Jala Transport Limited

Breach details

What Theft of an unencrypted hard drive containing sensitive personal data, including proofs of address and proofs of identity.
How much 250 records.
When 3 August 2012.
Why A briefcase containing an unencrypted hard drive, some documents and approximately £3,600 in case was stolen from the proprietor’s car when it was stuck in traffic. The external hard drive, as the only copy of the company’s customer database, was taken home each day to prevent theft and was protected by an 11-character password. It has not been recovered.

Regulatory action

Regulator ICO
Action Monetary penalty of £5,000.
When 24 September 2013.

Why the regulator acted

Breach of act Breach of the Seventh Data Protection Principle: the company failed to take appropriate measures against the accidental loss or theft of personal data.
Known or should have known The company was used to dealing with large amounts of personal data on a daily basis and had taken some steps to protect it by having it password protected and taking it home overnight.
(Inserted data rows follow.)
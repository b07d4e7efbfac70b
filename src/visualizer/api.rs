use std::fmt;
use std::path::{Path, PathBuf};
use std::str::FromStr;

use serde::{Deserialize, Serialize};
use thiserror::Error;

use crate::bindash::{ParseDiagnostics, ParseError};
use crate::config::RenderConfig;
use crate::render::{ArtifactKind, RenderBackend};
use crate::statistics::SummaryStatistics;

/// Genomic result files the service knows about.
#[derive(Debug, Clone, Copy, PartialEq, Eq, Hash, PartialOrd, Ord, Serialize, Deserialize)]
#[serde(rename_all = "snake_case")]
pub enum FileType {
    /// BinDash pairwise distances.
    Bindash,
    /// Functional annotations (eggNOG-mapper and similar).
    Annotations,
    /// HMMER domain tables.
    Hmmer,
    /// Seed orthologs.
    SeedOrthologs,
    /// Quality-control metrics.
    QualityControl,
}

impl FileType {
    /// Every type, in detection order.
    pub const ALL: [FileType; 5] = [
        FileType::Bindash,
        FileType::Annotations,
        FileType::Hmmer,
        FileType::SeedOrthologs,
        FileType::QualityControl,
    ];

    /// Stable identifier, also used for output directory names.
    pub fn name(self) -> &'static str {
        match self {
            FileType::Bindash => "bindash",
            FileType::Annotations => "annotations",
            FileType::Hmmer => "hmmer",
            FileType::SeedOrthologs => "seed_orthologs",
            FileType::QualityControl => "quality_control",
        }
    }

    /// File name suffixes recognised for the type, lower case.
    pub fn extensions(self) -> &'static [&'static str] {
        match self {
            FileType::Bindash => &[".txt", ".tsv", ".csv", ".out", ".distances"],
            FileType::Annotations => &[".annotations", ".emapper.annotations", ".eggnog"],
            FileType::Hmmer => &[".txt", ".out", ".analyze.txt", ".domtblout"],
            FileType::SeedOrthologs => &[".seed_orthologs", ".orthologs"],
            FileType::QualityControl => &[".qc", ".quality", ".stats"],
        }
    }

    /// Short description.
    pub fn description(self) -> &'static str {
        match self {
            FileType::Bindash => "Comparative genomics with BinDash",
            FileType::Annotations => "Functional gene annotations",
            FileType::Hmmer => "Protein domain analysis with HMMER",
            FileType::SeedOrthologs => "Ortholog and phylogenetic analysis",
            FileType::QualityControl => "Genome quality metrics",
        }
    }

    /// Whether `path`'s file name ends with one of the type's suffixes.
    pub fn matches_extension(self, path: &Path) -> bool {
        let Some(name) = path.file_name() else {
            return false;
        };
        let name = name.to_string_lossy().to_lowercase();
        self.extensions().iter().any(|ext| name.ends_with(ext))
    }
}

impl fmt::Display for FileType {
    fn fmt(&self, f: &mut fmt::Formatter<'_>) -> fmt::Result {
        f.write_str(self.name())
    }
}

/// Name that is not a known [`FileType`].
#[derive(Debug, Clone, PartialEq, Eq, Error)]
#[error("unknown file type `{0}`")]
pub struct UnknownFileType(pub String);

impl FromStr for FileType {
    type Err = UnknownFileType;

    fn from_str(s: &str) -> Result<Self, Self::Err> {
        let wanted = s.trim().to_ascii_lowercase();
        FileType::ALL
            .into_iter()
            .find(|ty| ty.name() == wanted)
            .ok_or_else(|| UnknownFileType(s.to_string()))
    }
}

/// Why a file was rejected before analysis.
#[derive(Debug, Error)]
pub enum ValidationError {
    /// The file name has none of the accepted suffixes.
    #[error("unsupported extension for {}; expected one of {expected:?}", path.display())]
    UnsupportedExtension {
        /// Rejected file.
        path: PathBuf,
        /// Accepted suffixes.
        expected: &'static [&'static str],
    },
    /// Only blank or comment lines.
    #[error("{} contains no data lines", path.display())]
    NoDataLines {
        /// Rejected file.
        path: PathBuf,
    },
    /// The first data line is not a table row.
    #[error("{}: expected at least 3 columns, found {found}", path.display())]
    TooFewColumns {
        /// Rejected file.
        path: PathBuf,
        /// Columns on the first data line.
        found: usize,
    },
    /// The file could not be read.
    #[error("failed to read {}", path.display())]
    Io {
        /// Rejected file.
        path: PathBuf,
        /// Underlying error.
        #[source]
        source: std::io::Error,
    },
}

/// Fatal failure of a visualizer run.
#[derive(Debug, Error)]
pub enum AnalysisError {
    /// Validation rejected the file.
    #[error(transparent)]
    Invalid(#[from] ValidationError),
    /// Parsing produced nothing usable.
    #[error(transparent)]
    Parse(#[from] ParseError),
}

/// Where and how a visualizer writes its artifacts.
#[derive(Debug, Clone, Copy)]
pub struct RenderContext<'a> {
    /// Job output directory, already created.
    pub output_dir: &'a Path,
    /// Styling for every figure.
    pub config: &'a RenderConfig,
    /// Backend that writes the files.
    pub backend: &'a dyn RenderBackend,
}

/// Outcome of one artifact.
#[derive(Debug, Clone, PartialEq, Serialize)]
pub struct ArtifactRecord {
    /// Which artifact.
    pub kind: ArtifactKind,
    /// Written file: the artifact itself, or its placeholder when `error` is set.
    pub path: Option<PathBuf>,
    /// Why the artifact could not be produced.
    #[serde(skip_serializing_if = "Option::is_none")]
    pub error: Option<String>,
}

impl ArtifactRecord {
    /// Whether the artifact was produced.
    pub fn is_ok(&self) -> bool {
        self.error.is_none()
    }
}

/// Shape of the parsed data.
#[derive(Debug, Clone, PartialEq, Serialize)]
pub struct DataSummary {
    /// Comparisons kept.
    pub total_comparisons: usize,
    /// Distinct genomes.
    pub unique_genomes: usize,
    /// Parser recovery counts.
    pub diagnostics: ParseDiagnostics,
}

/// Everything a successful visualizer run produced.
#[derive(Debug, Clone, PartialEq, Serialize)]
pub struct Analysis {
    /// One record per artifact kind, in production order.
    pub artifacts: Vec<ArtifactRecord>,
    /// Summary statistics.
    pub statistics: SummaryStatistics,
    /// Data shape and diagnostics.
    pub data_summary: DataSummary,
}

impl Analysis {
    /// Artifacts that failed and were replaced by placeholders.
    pub fn failed_artifacts(&self) -> impl Iterator<Item = &ArtifactRecord> {
        self.artifacts.iter().filter(|record| !record.is_ok())
    }
}

/// A file-type specific analysis.
pub trait Visualizer: Send + Sync + fmt::Debug {
    /// File type handled.
    fn file_type(&self) -> FileType;

    /// Display name.
    fn name(&self) -> &'static str;

    /// Accepted file suffixes.
    fn supported_extensions(&self) -> &'static [&'static str] {
        self.file_type().extensions()
    }

    /// Cheap structural checks before parsing.
    fn validate(&self, path: &Path) -> Result<(), ValidationError>;

    /// Parse `path`, write artifacts through `ctx`, and summarize.
    ///
    /// Only whole-file failures are errors; a failing artifact is recorded in
    /// the returned [`Analysis`].
    fn analyze(&self, path: &Path, ctx: &RenderContext<'_>) -> Result<Analysis, AnalysisError>;
}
However, the Commissioner’s office published guidance notes in 2007 promising enforcement action against companies suffering thefts of unencrypted data from vehicles, dwellings or inappropriate places. The company should have encrypted the data and transported it in a more secure way, such as in the boot of the car.
Likely to cause damage or distress The disclosure of personal information of the data subjects to unauthorised third parties is likely to cause them substantial distress, particularly as the hard drive has not been recovered. There is also the risk of identity fraud or financial loss.